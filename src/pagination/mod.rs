//! # Pagination Request Model
//!
//! The decoded representation of offset/limit/sort/search/filter clauses,
//! plus the decoders that build it from transport input.

mod decode;
mod errors;
mod operator;
mod request;

pub use decode::BLOB_PARAM;
pub use errors::{DecodeError, DecodeResult};
pub use operator::Operator;
pub use request::{FilterClause, PaginationRequest, SortOrder, DEFAULT_LIMIT, MAX_COUNT};
//! JSON I/O handling for CLI
//!
//! - Input: single JSON value via stdin
//! - Output: single JSON object via stdout

use std::io::{self, BufRead, Write};

use serde_json::Value;

use super::errors::{CliError, CliResult};

/// Read a JSON request from stdin
pub fn read_request() -> CliResult<Value> {
    read_request_from(io::stdin().lock())
}

/// Read a JSON request from the first line of `reader`
pub fn read_request_from<R: BufRead>(mut reader: R) -> CliResult<Value> {
    let mut line = String::new();
    reader.read_line(&mut line)?;

    if line.trim().is_empty() {
        return Err(CliError::io_error("Empty input"));
    }

    let value: Value = serde_json::from_str(&line)?;
    Ok(value)
}

/// Write a success response to stdout
pub fn write_response(data: Value) -> CliResult<()> {
    write_response_to(&mut io::stdout(), data)
}

pub fn write_response_to<W: Write>(writer: &mut W, data: Value) -> CliResult<()> {
    let response = serde_json::json!({
        "status": "ok",
        "data": data
    });
    write_line(writer, &response)
}

/// Write an error response to stdout
pub fn write_error(code: &str, message: &str) -> CliResult<()> {
    write_error_to(&mut io::stdout(), code, message)
}

pub fn write_error_to<W: Write>(writer: &mut W, code: &str, message: &str) -> CliResult<()> {
    let response = serde_json::json!({
        "status": "error",
        "code": code,
        "message": message
    });
    write_line(writer, &response)
}

fn write_line<W: Write>(writer: &mut W, value: &Value) -> CliResult<()> {
    serde_json::to_writer(&mut *writer, value)?;
    writeln!(writer)?;
    writer.flush()?;
    Ok(())
}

━━━━━━

What is expected: Keeping each line exactly as it is, retype all of the data.

Solution to this exercise:
filename src/pagination/mod.rs
//! # Pagination Request Model
//!
//! The decoded representation of offset/limit/sort/search/filter clauses,
//! plus the decoders that build it from transport input.

mod decode;
mod errors;
mod operator;
mod request;

pub use decode::BLOB_PARAM;
pub use errors::{DecodeError, DecodeResult};
pub use operator::Operator;
pub use request::{FilterClause, PaginationRequest, SortOrder, DEFAULT_LIMIT, MAX_COUNT};
//! JSON I/O handling for CLI
//!
//! - Input: single JSON value via stdin
//! - Output: single JSON object via stdout

use std::io::{self, BufRead, Write};

use serde_json::Value;

use super::errors::{CliError, CliResult};

/// Read a JSON request from stdin
pub fn read_request() -> CliResult<Value> {
    read_request_from(io::stdin().lock())
}

/// Read a JSON request from the first line of `reader`
pub fn read_request_from<R: BufRead>(mut reader: R) -> CliResult<Value> {
    let mut line = String::new();
    reader.read_line(&mut line)?;

    if line.trim().is_empty() {
        return Err(CliError::io_error("Empty input"));
    }

    let value: Value = serde_json::from_str(&line)?;
    Ok(value)
}

/// Write a success response to stdout
pub fn write_response(data: Value) -> CliResult<()> {
    write_response_to(&mut io::stdout(), data)
}

pub fn write_response_to<W: Write>(writer: &mut W, data: Value) -> CliResult<()> {
    let response = serde_json::json!({
        "status": "ok",
        "data": data
    });
    write_line(writer, &response)
}

/// Write an error response to stdout
pub fn write_error(code: &str, message: &str) -> CliResult<()> {
    write_error_to(&mut io::stdout(), code, message)
}

pub fn write_error_to<W: Write>(writer: &mut W, code: &str, message: &str) -> CliResult<()> {
    let response = serde_json::json!({
        "status": "error",
        "code": code,
        "message": message
    });
    write_line(writer, &response)
}

fn write_line<W: Write>(writer: &mut W, value: &Value) -> CliResult<()> {
    serde_json::to_writer(&mut *writer, value)?;
    writeln!(writer)?;
    writer.flush()?;
    Ok(())
}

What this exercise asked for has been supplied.